El maltrato es consustancial a nuestra sociedad. Los adultos acostumbran a maltratar psicológicamente a sus iguales y a los niños. Muy a menudo también lo hacen físicamente a estos últimos, pero normalmente sin dejar huellas. Y esos niños volverán a repetir el mismo patrón con su propia descendencia. Y, no se puede hacer nada… mientras no empecemos a ser conscientes de que no se trata de ningún 20%, ni de familias desestructuradas, ni de casos aislados, ni de violencia brutal… Es el día a día de nuestra sociedad, que se basa en una gigantesca mentira.

cortesía de Virginia

2 comentarios

  1. Jerrynoss Says:
  2. ¿Todos tenemos derecho a ser padres?

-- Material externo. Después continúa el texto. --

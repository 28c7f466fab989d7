use uom::si::{
    f64::{Length, Mass, MassDensity, Time},
    mass::gram,
    mass_density::gram_per_cubic_centimeter,
    ratio::ratio,
};

use crate::support::{
    interp::linspace,
    units::{gigayears, in_solar_radii, solar_radii},
};

/// One power-law term `n₀ · r^p` of the number density profile.
#[derive(Debug, Clone, Copy, PartialEq)]
pub struct DensityTerm {
    /// Number density at one solar radius, cm⁻³.
    pub coefficient: f64,

    /// Radial exponent.
    pub exponent: f64,
}

/// Empirical stellar wind density profile.
///
/// The number density is a sum of power laws in `r` (nominal solar radii),
/// each dominating a different radial regime:
///
/// ```text
/// n(r) = 7×10⁴ r^−1.67 + 4.1×10⁶ r^−4 + 2.6×10⁷ r^−6    [cm⁻³]
/// ```
///
/// Mass density assumes a mean particle mass of half a hydrogen mass and
/// scales with age as `(t_ref / t)^0.3`, normalized to a 4.56 Gyr star.
/// The profile decreases monotonically in both distance and age.
#[derive(Debug, Clone, Copy, PartialEq)]
pub struct WindDensity {
    pub terms: [DensityTerm; 3],

    /// Mean mass per wind particle.
    pub particle_mass: Mass,

    /// Age at which the age scaling is one.
    pub reference_age: Time,

    /// Exponent of the age scaling.
    pub age_exponent: f64,
}

impl Default for WindDensity {
    fn default() -> Self {
        Self {
            terms: [
                DensityTerm {
                    coefficient: 7e4,
                    exponent: -1.67,
                },
                DensityTerm {
                    coefficient: 4.1e6,
                    exponent: -4.0,
                },
                DensityTerm {
                    coefficient: 2.6e7,
                    exponent: -6.0,
                },
            ],
            particle_mass: Mass::new::<gram>(1.67e-24 / 2.0),
            reference_age: gigayears(4.56),
            age_exponent: 0.3,
        }
    }
}

/// Number density of the wind at one distance.
#[derive(Debug, Clone, Copy, PartialEq)]
pub struct DensitySample {
    pub distance: Length,

    /// Particles per cm³.
    pub number_density: f64,
}

impl WindDensity {
    /// Number density (cm⁻³) at distance `r` from the star's center.
    #[must_use]
    pub fn number_density(&self, r: Length) -> f64 {
        let r = in_solar_radii(r);
        self.terms
            .iter()
            .map(|term| term.coefficient * r.powf(term.exponent))
            .sum()
    }

    /// Mass density at distance `r` around a star of the given age.
    #[must_use]
    pub fn mass_density(&self, r: Length, age: Time) -> MassDensity {
        let age_factor = (self.reference_age / age).get::<ratio>().powf(self.age_exponent);
        MassDensity::new::<gram_per_cubic_centimeter>(
            self.number_density(r) * self.particle_mass.get::<gram>() * age_factor,
        )
    }

    /// Evenly spaced number density samples between two distances, both included.
    #[must_use]
    pub fn number_density_profile(&self, start: Length, end: Length, points: usize) -> Vec<DensitySample> {
        linspace(in_solar_radii(start), in_solar_radii(end), points)
            .into_iter()
            .map(|r| {
                let distance = solar_radii(r);
                DensitySample {
                    distance,
                    number_density: self.number_density(distance),
                }
            })
            .collect()
    }
}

    Un amigo de la Universidad donde estudio mi doctorado me decía que su familia estaba en proceso de adoptar un niño. Me comento que el costo sería aproximadamente de 30,000€. Que recibiría en casa la visita de servicios sociales que le darían un certificado de ser aptos para adoptar. Después me comento que habían desistido de su primera alternativa porque su mujer tenía un problema en la espalda que hacía que no les aprobarán la adopción. Y entonces me dije que era algo muy bueno el que se tuviera tanto cuidado para poder ser entregada la vida de un niño a unos desconocidos. Pero después me vino a la mente: ¿y porque no hacen este proceso a todas los matrimonios que desean tener hijos? ¿Quién determino que cualquier unión entre un hombre y una mujer pueden traer al mundo nuevas vidas si probar estar aptos para ello? Cada vez que escucho una nueva historia de ASI, directamente del protagonista, me doy cuenta que independientemente del ámbito en el que se dio el abuso, mucho tienen que ver los padres para que este se dé. El desprecio por un hijo o hija, el abandono de sus cuidados, el maltrato como desahogo de sus frustraciones, es un patrón tan repetido. ¿Quién determino que cualquiera puede ser padre o madre? ¿Quién le dijo que podían hacer con sus hijos lo que quisieran? Ahora vómito, eso que de niño me enseñaron: "Y mando Dios a su hijo único a morir en la cruz por nuestros pecados". Pues pareciera que los padres encontraron en esa frase la autorización divina para hacer lo que sea con su propia sangre, sus hijos.

     
  3. Joan Montane Says:
  4. A muchos les parecería una injerencia intolerable, pero creo que este es un pensamiento que más de uno habrá valorado en alguna ocasión. Como se dice a veces, uno escoge a sus amigos pero le toca la familia que le toca. Y en este reparto no todos tuvimos la misma suerte.
    Tal vez hubiera que implementar un cursillo de padres o valorar quien está preparado y quien no, pero claro, estos planteamientos parecen acercarnos a algo parecido a "un mundo feliz".
    En fin un tema para debatir largo y tendido.